Originally Posted by BlackUnicorn
Haven't read through the entire thread, but what happens when a poly-family breaks up? What do you say to the kids? How to show them you still love them although you can't come over so often anymore?
Yeah, I want to know about this too. My daughter (age six) is becoming attached to T-Rex (my bf). I am allowing their relationship to develop naturally. I want them to figure out how they want to relate to each other, without forcing things into a predefined shape. This weekend, when we were all on vacation together, she took his hand a couple times, chatting with him while they walked together. He loves kids and talks with her with focus and interest, and he has a delightful sense of fun.
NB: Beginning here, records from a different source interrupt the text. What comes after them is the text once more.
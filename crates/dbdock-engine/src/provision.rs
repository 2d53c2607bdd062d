use std::sync::Arc;

use dbdock_common::{DockError, ImageRef, ProgressSink, Result};
use futures::TryStreamExt;
use tracing::{info, instrument};

use crate::engine::{ContainerEngine, PullProgress};

/// Statuses that carry no information unless accompanied by byte counts.
const NOISE_STATUSES: [&str; 3] = ["Waiting", "Buffering", "Verifying Checksum"];

#[derive(Debug, Clone, Copy, PartialEq, Eq)]
pub enum ImageOutcome {
    AlreadyPresent,
    Pulled,
}

pub struct ImageProvisioner {
    engine: Arc<dyn ContainerEngine>,
}

impl ImageProvisioner {
    pub fn new(engine: Arc<dyn ContainerEngine>) -> Self {
        Self { engine }
    }

    /// Makes sure `image` is available locally, pulling it if needed.
    #[instrument(skip(self, image, progress), fields(image = %image))]
    pub async fn ensure_image(&self, image: &ImageRef, progress: &dyn ProgressSink) -> Result<ImageOutcome> {
        let failure = |err: crate::engine::EngineError| DockError::ImageProvisionFailure {
            image: image.to_string(),
            message: err.to_string(),
        };

        if self.engine.image_exists(image).await.map_err(failure)? {
            progress.report(&format!("Image {image} already exists locally"));
            return Ok(ImageOutcome::AlreadyPresent);
        }

        info!("Pulling image");
        progress.report(&format!("Pulling image {image}..."));
        let mut events = self.engine.pull_image(image);
        let mut last: Option<String> = None;
        while let Some(event) = events.try_next().await.map_err(failure)? {
            let Some(message) = describe(&event) else {
                continue;
            };
            if last.as_deref() != Some(message.as_str()) {
                progress.report(&message);
                last = Some(message);
            }
        }

        progress.report(&format!("Image {image} pulled successfully"));
        Ok(ImageOutcome::Pulled)
    }
}

/// Turns one pull event into a progress line, or `None` when it is noise.
pub fn describe(event: &PullProgress) -> Option<String> {
    let status = event.status.as_deref().unwrap_or("").trim();
    let progress = event.progress.as_deref().unwrap_or("").trim();
    let has_counts = event.current.is_some() || event.total.is_some();

    if NOISE_STATUSES.contains(&status) && !has_counts {
        return None;
    }
    if status.is_empty() && progress.is_empty() && !has_counts {
        return None;
    }

    let label = match event.id.as_deref() {
        Some(id) if !id.is_empty() => format!("{id}: {status}"),
        _ => status.to_string(),
    };

    let message = match (event.current, event.total) {
        (Some(current), Some(total)) if total > 0 => {
            let percent = (current.clamp(0, total) * 100) / total;
            format!(
                "{label} {percent}% ({}/{})",
                format_bytes(current),
                format_bytes(total)
            )
        }
        (Some(current), _) if current > 0 => format!("{label} {}", format_bytes(current)),
        _ if !progress.is_empty() => format!("{label} {progress}"),
        _ => label,
    };
    Some(message.trim().to_string())
}

/// Human-readable byte count with up to two decimals: `1.5 KB`, `12 MB`.
pub fn format_bytes(bytes: i64) -> String {
    const UNITS: [&str; 5] = ["B", "KB", "MB", "GB", "TB"];
    let mut value = bytes.max(0) as f64;
    let mut unit = 0;
    while value >= 1024.0 && unit < UNITS.len() - 1 {
        value /= 1024.0;
        unit += 1;
    }
    let rendered = format!("{value:.2}");
    let rendered = rendered.trim_end_matches('0').trim_end_matches('.');
    format!("{rendered} {}", UNITS[unit])
}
My little girl is prone to forming strong attachments and to grieving loss very deeply. She is currently in therapy for grief of the loss of her grandma and grandpa, among others. While I am strong and feel no need to guard my heart from loss, as that would interfere with my ability to feel fully for T-Rex, she has had a history already of having a hard time coping with loss.
Things are going beautifully in my vee, but I know that there's a possibility that T-Rex might need to move on someday. He would make a great dad, would love to have kids, and I can't give that to him.
So I worry about that. Any tips for easing the transition would be empowering and would help set my mind at ease, even though the situation is purely hypothetical at this point.